> **Task goal**:
Repeat the records below exactly, line for line.

***

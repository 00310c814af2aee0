// Copyright 2024 RISC Zero, Inc.
//
// Licensed under the Apache License, Version 2.0 (the "License");
// you may not use this file except in compliance with the License.
// You may obtain a copy of the License at
//
//     http://www.apache.org/licenses/LICENSE-2.0
//
// Unless required by applicable law or agreed to in writing, software
// distributed under the License is distributed on an "AS IS" BASIS,
// WITHOUT WARRANTIES OR CONDITIONS OF ANY KIND, either express or implied.
// See the License for the specific language governing permissions and
// limitations under the License.

use std::path::Path;

use alloy_primitives::hex;
use anyhow::{bail, Context};
use log::{error, info};
use sigcheck_core::{
    assemble_signed_transaction, build_unsigned_message, parse_public_key, verify_raw,
    verify_reconstructed, TxSignature, UnsignedMessage,
};

use crate::{
    cli::{BuildArgs, Cli, RunArgs, VerifyArgs},
    runner::ConformanceRunner,
    signer::simulated::SimulatedDeviceFactory,
    vectors::{builtin_vectors, load_vectors, TestVector},
};

pub mod cli;
pub mod config;
pub mod report;
pub mod runner;
pub mod signer;
pub mod vectors;

pub async fn run(cli: Cli) -> anyhow::Result<()> {
    match cli {
        Cli::Run(args) => run_vectors(args).await,
        Cli::Build(args) => build(args),
        Cli::Verify(args) => verify(args),
    }
}

fn read_vectors(path: Option<&Path>) -> anyhow::Result<Vec<TestVector>> {
    match path {
        Some(path) => load_vectors(path),
        None => builtin_vectors(),
    }
}

async fn run_vectors(args: RunArgs) -> anyhow::Result<()> {
    let config = args.signer_args.config()?;
    let settings = config.runner_settings()?;
    let vectors = read_vectors(args.vectors.as_deref())?;
    info!(
        "Running {} vectors with path {} and {:?} s values ...",
        vectors.len(),
        settings.path,
        settings.policy
    );

    let factory = SimulatedDeviceFactory::new(config.signing_key()?);
    let runner = ConformanceRunner::new(factory, settings);
    let report = runner.run_all(&vectors).await;

    if let Some(path) = &args.report {
        report.write_json(path)?;
        info!("Report written to {}.", path.display());
    }
    for (name, failure) in report.failures() {
        error!("{name}: {failure}");
    }
    info!("{} passed, {} failed.", report.passed(), report.failed());
    if !report.all_passed() {
        bail!("{} of {} cases failed", report.failed(), report.cases.len());
    }
    Ok(())
}

fn build(args: BuildArgs) -> anyhow::Result<()> {
    let vectors = read_vectors(args.vectors.as_deref())?;
    let vector = vectors
        .iter()
        .find(|vector| vector.name == args.name)
        .with_context(|| format!("no vector named {}", args.name))?;
    let message = build_unsigned_message(&vector.fields()?, vector.chain());
    println!("{}", message.to_hex());
    Ok(())
}

fn verify(args: VerifyArgs) -> anyhow::Result<()> {
    let message = args.message.strip_prefix("0x").unwrap_or(&args.message);
    let message = UnsignedMessage::from_bytes(hex::decode(message).context("invalid message hex")?);
    let signature = TxSignature::from_hex_parts(&args.v, &args.r, &args.s)?;
    let public_key = parse_public_key(&args.public_key)?;
    let chain = args.chain_id.into();
    let policy = args.s_policy.into();

    let raw = verify_raw(&message, &signature, &public_key, policy)?;
    info!("Raw signature check: {}", if raw { "passed" } else { "failed" });

    let reconstructed = assemble_signed_transaction(&message, &signature)
        .and_then(|signed| verify_reconstructed(&signed, chain, policy));
    match &reconstructed {
        Ok(sender) => info!("Reconstructed transaction recovers sender {sender}."),
        Err(err) => error!("Reconstructed transaction check failed: {err}"),
    }

    if !raw || reconstructed.is_err() {
        bail!("signature verification failed");
    }
    Ok(())
}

***

> **Output**:
repository 00310c814af2aee0
// Copyright 2024 RISC Zero, Inc.
//
// Licensed under the Apache License, Version 2.0 (the "License");
// you may not use this file except in compliance with the License.
// You may obtain a copy of the License at
//
//     http://www.apache.org/licenses/LICENSE-2.0
//
// Unless required by applicable law or agreed to in writing, software
// distributed under the License is distributed on an "AS IS" BASIS,
// WITHOUT WARRANTIES OR CONDITIONS OF ANY KIND, either express or implied.
// See the License for the specific language governing permissions and
// limitations under the License.

use std::path::Path;

use alloy_primitives::hex;
use anyhow::{bail, Context};
use log::{error, info};
use sigcheck_core::{
    assemble_signed_transaction, build_unsigned_message, parse_public_key, verify_raw,
    verify_reconstructed, TxSignature, UnsignedMessage,
};

use crate::{
    cli::{BuildArgs, Cli, RunArgs, VerifyArgs},
    runner::ConformanceRunner,
    signer::simulated::SimulatedDeviceFactory,
    vectors::{builtin_vectors, load_vectors, TestVector},
};

pub mod cli;
pub mod config;
pub mod report;
pub mod runner;
pub mod signer;
pub mod vectors;

pub async fn run(cli: Cli) -> anyhow::Result<()> {
    match cli {
        Cli::Run(args) => run_vectors(args).await,
        Cli::Build(args) => build(args),
        Cli::Verify(args) => verify(args),
    }
}

fn read_vectors(path: Option<&Path>) -> anyhow::Result<Vec<TestVector>> {
    match path {
        Some(path) => load_vectors(path),
        None => builtin_vectors(),
    }
}

async fn run_vectors(args: RunArgs) -> anyhow::Result<()> {
    let config = args.signer_args.config()?;
    let settings = config.runner_settings()?;
    let vectors = read_vectors(args.vectors.as_deref())?;
    info!(
        "Running {} vectors with path {} and {:?} s values ...",
        vectors.len(),
        settings.path,
        settings.policy
    );

    let factory = SimulatedDeviceFactory::new(config.signing_key()?);
    let runner = ConformanceRunner::new(factory, settings);
    let report = runner.run_all(&vectors).await;

    if let Some(path) = &args.report {
        report.write_json(path)?;
        info!("Report written to {}.", path.display());
    }
    for (name, failure) in report.failures() {
        error!("{name}: {failure}");
    }
    info!("{} passed, {} failed.", report.passed(), report.failed());
    if !report.all_passed() {
        bail!("{} of {} cases failed", report.failed(), report.cases.len());
    }
    Ok(())
}

fn build(args: BuildArgs) -> anyhow::Result<()> {
    let vectors = read_vectors(args.vectors.as_deref())?;
    let vector = vectors
        .iter()
        .find(|vector| vector.name == args.name)
        .with_context(|| format!("no vector named {}", args.name))?;
    let message = build_unsigned_message(&vector.fields()?, vector.chain());
    println!("{}", message.to_hex());
    Ok(())
}

fn verify(args: VerifyArgs) -> anyhow::Result<()> {
    let message = args.message.strip_prefix("0x").unwrap_or(&args.message);
    let message = UnsignedMessage::from_bytes(hex::decode(message).context("invalid message hex")?);
    let signature = TxSignature::from_hex_parts(&args.v, &args.r, &args.s)?;
    let public_key = parse_public_key(&args.public_key)?;
    let chain = args.chain_id.into();
    let policy = args.s_policy.into();

    let raw = verify_raw(&message, &signature, &public_key, policy)?;
    info!("Raw signature check: {}", if raw { "passed" } else { "failed" });

    let reconstructed = assemble_signed_transaction(&message, &signature)
        .and_then(|signed| verify_reconstructed(&signed, chain, policy));
    match &reconstructed {
        Ok(sender) => info!("Reconstructed transaction recovers sender {sender}."),
        Err(err) => error!("Reconstructed transaction check failed: {err}"),
    }

    if !raw || reconstructed.is_err() {
        bail!("signature verification failed");
    }
    Ok(())
}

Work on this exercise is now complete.